AI and Cybersecurity: Fighting Deepfakes with Intelligence
Prof. Behrooz Khorsandi
2026-01-26
A real-world look at how AI-driven cyberattacks are evolving—and why integrating AI into cybersecurity is essential for modern defense.
AI as a New Cybersecurity Threat
As technology and particularly Artificial Intelligence have matured, in recent years AI has shifted from simple theoretical threat to a major tool in the arsenal of cyber hackers.
Attackers are using AI to bypass the human element of security.
Two (2) significant examples are discussed below:
1. The Ferrari Deepfake Attempt (July 2024)
In one of the most high-profile near-misses of 2024, a senior executive at Ferrari was targeted by a sophisticated voice-cloning scam.
- The Attack: A threat actor used AI to perfectly mimic the voice of Ferrari’s CEO, Benedetto Vigna. The scammer called the executive, claiming a "top-secret acquisition" required an urgent and confidential fund transfer.
- The AI Twist: The deepfake was so convincing that it captured the CEO's specific Italian accent and precise speaking style.
- The Outcome: The executive became suspicious because the "CEO" sounded slightly too mechanical during a moment of pressure.4 He asked a specific personal question about a book they had recently discussed, which the AI could not answer, causing the attacker to hang up.
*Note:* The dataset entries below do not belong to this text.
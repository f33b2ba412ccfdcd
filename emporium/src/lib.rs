//! # emporium: a self-hostable marketplace backend
//!
//! `emporium` is the backend for a marketplace-style application: user
//! accounts with JWT authentication, email activation and password reset
//! flows, dispatched-email records, an append-only access log, and a proxy
//! onto a public brewery directory. It exposes a RESTful API plus a
//! read-only GraphQL endpoint over the same resources.
//!
//! ## Architecture
//!
//! The application is built on [Axum](https://github.com/tokio-rs/axum) for
//! the HTTP layer and uses PostgreSQL for all persistence.
//!
//! The **API layer** ([`api`]) follows RESTful conventions for CRUD
//! operations. Resource endpoints share one generic controller
//! ([`api::controller`]) that composes the behavior every resource needs:
//! per-operation permission policies, response caching, pagination,
//! filtering and soft deletion. Mutations run inside a transaction per
//! request and invalidate the response cache for their resource type.
//!
//! The **authentication layer** ([`auth`]) issues stateless JWT
//! access/refresh pairs with rotation-on-refresh and a database-backed
//! refresh blacklist. Passwords and one-time tokens (email activation,
//! password reset) are hashed with Argon2.
//!
//! The **database layer** ([`db`]) uses the repository pattern: each entity
//! has a repository handling queries and mutations over a borrowed
//! connection, so handlers choose whether work runs on a pool connection or
//! inside a transaction. Deletion is always soft: rows are flagged and
//! stamped, never removed.
//!
//! ## Quick Start
//!
//! ```no_run
//! use clap::Parser;
//! use emporium::{Application, Config};
//!
//! #[tokio::main]
//! async fn main() -> anyhow::Result<()> {
//!     let args = emporium::config::Args::parse();
//!     let config = Config::load(&args)?;
//!
//!     emporium::telemetry::init_telemetry()?;
//!
//!     let app = Application::new(config).await?;
//!     app.serve(async {
//!         tokio::signal::ctrl_c().await.expect("Failed to listen for Ctrl+C");
//!     })
//!     .await?;
//!
//!     Ok(())
//! }
//! ```

pub mod api;
pub mod auth;
pub mod cache;
pub mod config;
pub mod db;
pub mod email;
pub mod errors;
pub mod graphql;
pub mod request_log;
pub mod telemetry;
pub mod types;

#[cfg(test)]
pub mod test_utils;

use std::net::SocketAddr;

use axum::{
    http::HeaderValue,
    middleware::from_fn_with_state,
    routing::{delete, get, post, put},
    Router,
};
use bon::Builder;
use sqlx::PgPool;
use tokio::net::TcpListener;
use tower_http::{
    cors::CorsLayer,
    trace::{DefaultMakeSpan, DefaultOnRequest, DefaultOnResponse, TraceLayer},
};
use tracing::{info, instrument, Level};

use crate::{
    api::models::users::Role,
    auth::password,
    cache::ResponseCache,
    db::handlers::{Repository, RevokedTokens, Users},
    db::models::users::UserCreateDBRequest,
    types::UserId,
};
pub use config::Config;

/// Application state shared across all request handlers.
///
/// - `db`: PostgreSQL connection pool
/// - `config`: application configuration
/// - `cache`: response cache for list/retrieve payloads, shared for the
///   process lifetime (initialized at startup, no teardown required)
/// - `graphql_schema`: the read-only GraphQL schema
/// - `http`: outbound HTTP client for the brewery directory proxy
#[derive(Clone, Builder)]
pub struct AppState {
    pub db: PgPool,
    pub config: Config,
    pub cache: ResponseCache,
    pub graphql_schema: graphql::ApiSchema,
    #[builder(default)]
    pub http: reqwest::Client,
}

/// Get the database migrator
pub fn migrator() -> sqlx::migrate::Migrator {
    sqlx::migrate!("./migrations")
}

/// Create the initial admin user if it doesn't exist.
///
/// Idempotent: creates the admin account on first startup, or updates its
/// password when one is configured and the account already exists.
#[instrument(skip_all)]
pub async fn create_initial_admin_user(email: &str, password: Option<&str>, db: &PgPool) -> anyhow::Result<UserId> {
    let password_hash = match password {
        Some(pwd) => Some(password::hash_string(pwd).map_err(|e| anyhow::anyhow!("Failed to hash admin password: {e}"))?),
        None => None,
    };

    let mut tx = db.begin().await?;
    let mut user_repo = Users::new(&mut tx);

    if let Some(existing) = user_repo
        .get_by_email(email)
        .await
        .map_err(|e| anyhow::anyhow!("Failed to check existing admin user: {e}"))?
    {
        if password_hash.is_some() {
            user_repo
                .update(
                    existing.id,
                    &crate::db::models::users::UserUpdateDBRequest {
                        password_hash,
                        ..Default::default()
                    },
                )
                .await
                .map_err(|e| anyhow::anyhow!("Failed to update admin password: {e}"))?;
        }
        tx.commit().await?;
        return Ok(existing.id);
    }

    let created = user_repo
        .create(&UserCreateDBRequest {
            username: email.to_string(),
            email: email.to_string(),
            first_name: None,
            last_name: None,
            role: Role::Admin,
            is_active: true,
            password_hash,
            created_by: None,
        })
        .await
        .map_err(|e| anyhow::anyhow!("Failed to create admin user: {e}"))?;

    tx.commit().await?;
    Ok(created.id)
}

/// Create CORS layer from configuration
fn create_cors_layer(config: &Config) -> anyhow::Result<CorsLayer> {
    let wildcard = config.cors.allowed_origins.iter().any(|o| o == "*");

    let mut cors = if wildcard && !config.cors.allow_credentials {
        CorsLayer::new()
            .allow_origin(tower_http::cors::Any)
            .allow_methods(tower_http::cors::Any)
            .allow_headers(tower_http::cors::Any)
    } else {
        let mut origins = Vec::new();
        for origin in &config.cors.allowed_origins {
            if origin == "*" {
                continue;
            }
            origins.push(origin.parse::<HeaderValue>()?);
        }
        CorsLayer::new()
            .allow_origin(origins)
            .allow_methods([
                axum::http::Method::GET,
                axum::http::Method::POST,
                axum::http::Method::PUT,
                axum::http::Method::PATCH,
                axum::http::Method::DELETE,
            ])
            .allow_headers([axum::http::header::AUTHORIZATION, axum::http::header::CONTENT_TYPE])
            .allow_credentials(config.cors.allow_credentials)
    };

    if let Some(max_age) = config.cors.max_age {
        cors = cors.max_age(std::time::Duration::from_secs(max_age));
    }

    Ok(cors)
}

/// Build the main application router with all endpoints and middleware.
#[instrument(skip_all)]
pub fn build_router(state: &AppState) -> anyhow::Result<Router> {
    // Authentication and token lifecycle
    let auth_routes = Router::new()
        .route("/api/register", post(api::handlers::auth::register))
        .route("/api/login", post(api::handlers::auth::login))
        .route("/api/token", post(api::handlers::auth::login))
        .route("/api/token/refresh", post(api::handlers::auth::refresh_token))
        .route("/api/token/verify", post(api::handlers::auth::verify_token))
        .route("/api/token/blacklist", post(api::handlers::auth::blacklist_token))
        .route("/api/logout", post(api::handlers::auth::logout))
        .route("/api/verify/email", put(api::handlers::auth::verify_email));

    // User administration and self-service routes. Static segments are
    // registered alongside the {id} capture; axum prefers the static match.
    let user_routes = Router::new()
        .route("/api/users", get(api::handlers::users::list_users).post(api::handlers::users::create_user))
        .route("/api/users/get-many", get(api::handlers::users::get_many_users))
        .route("/api/users/delete-many", delete(api::handlers::users::delete_many_users))
        .route("/api/users/me", get(api::handlers::users::me))
        .route("/api/users/me/update", put(api::handlers::users::me_update))
        .route("/api/users/change-password", put(api::handlers::auth::change_password))
        .route("/api/users/forget-password", post(api::handlers::auth::forget_password))
        .route("/api/users/forget-password-done", post(api::handlers::auth::forget_password_done))
        .route(
            "/api/users/{id}",
            get(api::handlers::users::get_user)
                .put(api::handlers::users::update_user)
                .patch(api::handlers::users::update_user)
                .delete(api::handlers::users::delete_user),
        );

    let mail_routes = Router::new()
        .route("/api/mails", get(api::handlers::mails::list_mails).post(api::handlers::mails::create_mail))
        .route("/api/mails/get-many", get(api::handlers::mails::get_many_mails))
        .route("/api/mails/delete-many", delete(api::handlers::mails::delete_many_mails))
        .route(
            "/api/mails/{id}",
            get(api::handlers::mails::get_mail)
                .put(api::handlers::mails::update_mail)
                .patch(api::handlers::mails::update_mail)
                .delete(api::handlers::mails::delete_mail),
        );

    let brewery_routes = Router::new()
        .route("/api/breweries", get(api::handlers::breweries::list_breweries))
        .route("/api/breweries/{id}", get(api::handlers::breweries::get_brewery));

    let graphql_routes = Router::new().route("/graphql", get(graphql::graphiql).post(graphql::graphql_handler));

    let api_router = auth_routes
        .merge(user_routes)
        .merge(mail_routes)
        .merge(brewery_routes)
        .merge(graphql_routes)
        // One access-log row per inbound API request
        .layer(from_fn_with_state(state.clone(), request_log::access_log_middleware))
        .with_state(state.clone());

    let router = Router::new()
        .route("/healthz", get(|| async { "OK" }))
        .merge(api_router)
        .layer(create_cors_layer(&state.config)?)
        .layer(
            TraceLayer::new_for_http()
                .make_span_with(DefaultMakeSpan::new().level(Level::INFO))
                .on_request(DefaultOnRequest::new().level(Level::INFO))
                .on_response(DefaultOnResponse::new().level(Level::INFO)),
        );

    Ok(router)
}

/// Main application struct that owns all resources and lifecycle.
///
/// 1. **Create**: [`Application::new`] connects to the database, runs
///    migrations, ensures the admin account and starts background tasks
/// 2. **Serve**: [`Application::serve`] binds a TCP port and handles
///    requests until the shutdown future resolves
pub struct Application {
    router: Router,
    config: Config,
    pool: PgPool,
    background_tasks: Vec<tokio::task::JoinHandle<()>>,
    shutdown_token: tokio_util::sync::CancellationToken,
}

impl Application {
    /// Create a new application instance with all resources initialized
    pub async fn new(config: Config) -> anyhow::Result<Self> {
        Self::new_with_pool(config, None).await
    }

    /// Like [`Application::new`] but reusing an existing pool (tests).
    pub async fn new_with_pool(config: Config, pool: Option<PgPool>) -> anyhow::Result<Self> {
        let pool = match pool {
            Some(pool) => pool,
            None => PgPool::connect(config.database.url()).await?,
        };

        migrator().run(&pool).await?;

        create_initial_admin_user(&config.admin_email, config.admin_password.as_deref(), &pool).await?;

        let shutdown_token = tokio_util::sync::CancellationToken::new();
        let mut background_tasks = Vec::new();

        // Periodically drop blacklist rows for refresh tokens that have
        // expired anyway
        {
            let purge_pool = pool.clone();
            let purge_shutdown = shutdown_token.clone();
            background_tasks.push(tokio::spawn(async move {
                let mut interval = tokio::time::interval(std::time::Duration::from_secs(3600));
                loop {
                    tokio::select! {
                        _ = purge_shutdown.cancelled() => break,
                        _ = interval.tick() => {
                            let mut conn = match purge_pool.acquire().await {
                                Ok(conn) => conn,
                                Err(e) => {
                                    tracing::warn!("Blacklist purge skipped, no connection: {e}");
                                    continue;
                                }
                            };
                            match RevokedTokens::new(&mut conn).purge_expired().await {
                                Ok(0) => {}
                                Ok(purged) => info!("Purged {purged} expired blacklist rows"),
                                Err(e) => tracing::warn!("Blacklist purge failed: {e}"),
                            }
                        }
                    }
                }
            }));
        }

        let state = AppState::builder()
            .db(pool.clone())
            .config(config.clone())
            .cache(ResponseCache::new(&config.cache))
            .graphql_schema(graphql::create_schema(pool.clone()))
            .build();

        let router = build_router(&state)?;

        Ok(Self {
            router,
            config,
            pool,
            background_tasks,
            shutdown_token,
        })
    }

    /// Convert application into a test server (for tests)
    #[cfg(test)]
    pub fn into_test_server(self) -> axum_test::TestServer {
        axum_test::TestServer::new(self.router).expect("Failed to create test server")
    }

    /// Start serving the application
    pub async fn serve<F>(self, shutdown: F) -> anyhow::Result<()>
    where
        F: std::future::Future<Output = ()> + Send + 'static,
    {
        let bind_addr = self.config.bind_address();
        let listener = TcpListener::bind(&bind_addr).await?;
        info!("Listening on http://{}", bind_addr);

        axum::serve(listener, self.router.into_make_service_with_connect_info::<SocketAddr>())
            .with_graceful_shutdown(shutdown)
            .await?;

        // Stop background tasks and wait for them
        self.shutdown_token.cancel();
        for handle in self.background_tasks {
            let _ = handle.await;
        }

        info!("Closing database connections...");
        self.pool.close().await;

        Ok(())
    }
}

#[cfg(test)]
mod tests {
    use super::*;
    use crate::api::models::users::Role;

    #[sqlx::test]
    #[test_log::test]
    async fn test_create_initial_admin_user_is_idempotent(pool: PgPool) {
        let first = create_initial_admin_user("admin@example.com", Some("hunter22"), &pool).await.unwrap();
        let second = create_initial_admin_user("admin@example.com", Some("hunter22"), &pool).await.unwrap();
        assert_eq!(first, second);

        let mut conn = pool.acquire().await.unwrap();
        let mut repo = Users::new(&mut conn);
        let admin = repo.get_by_email("admin@example.com").await.unwrap().unwrap();
        assert_eq!(admin.role, Role::Admin);
        assert!(admin.is_active);
        assert!(admin.password_hash.is_some());
    }

    #[sqlx::test]
    #[test_log::test]
    async fn test_healthz(pool: PgPool) {
        let server = crate::test_utils::create_test_app(pool).await;
        let response = server.get("/healthz").await;
        response.assert_status_ok();
        response.assert_text("OK");
    }
}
2. The Arup Deepfake Video Heist (Early 2024)
The British engineering firm Arup was not as lucky, losing $25 million to an AI-driven scheme.
- The Attack: An employee in the Hong Kong office was invited to a video conference call with what appeared to be the company’s Chief Financial Officer and several other colleagues.
- The AI Twist: Every person on that call—except the victim—was a deepfake recreation. The attackers used publicly available footage of the executives to create live, moving avatars that could interact in real-time.
- The Outcome: Believing he had received direct orders from his superiors during a live meeting, the employee carried out 15 transfers to five different bank accounts before the fraud was discovered.
What Is the Solution?
Leverage the same AI tools that hackers use and integrate AI with cybersecurity.
Why?
- AI’s ability to process vast data in real-time speeds up cybersecurity incident response by automating alert triage and executing response playbooks, which reduces detection and response times.
- Today’s complex IT environments require proactive, adaptive security systems.
- AI excels at recognizing attack patterns, detecting anomalies, and automating tasks—key capabilities for modern cybersecurity.
Real-World Applications of AI in Cybersecurity
- AI is already used in intrusion detection systems (IDS), phishing detection and prevention, and malware classification and analysis. These applications show its practical value.
- Machine Learning (ML) models detect threats by learning from historical data and adapting to new attack patterns.
- What’s the gotcha? Despite its benefits, AI poses risks such as adversarial attacks, biased data, and over-reliance on automation. These risks must be managed through implementing the principles of Zero Trust.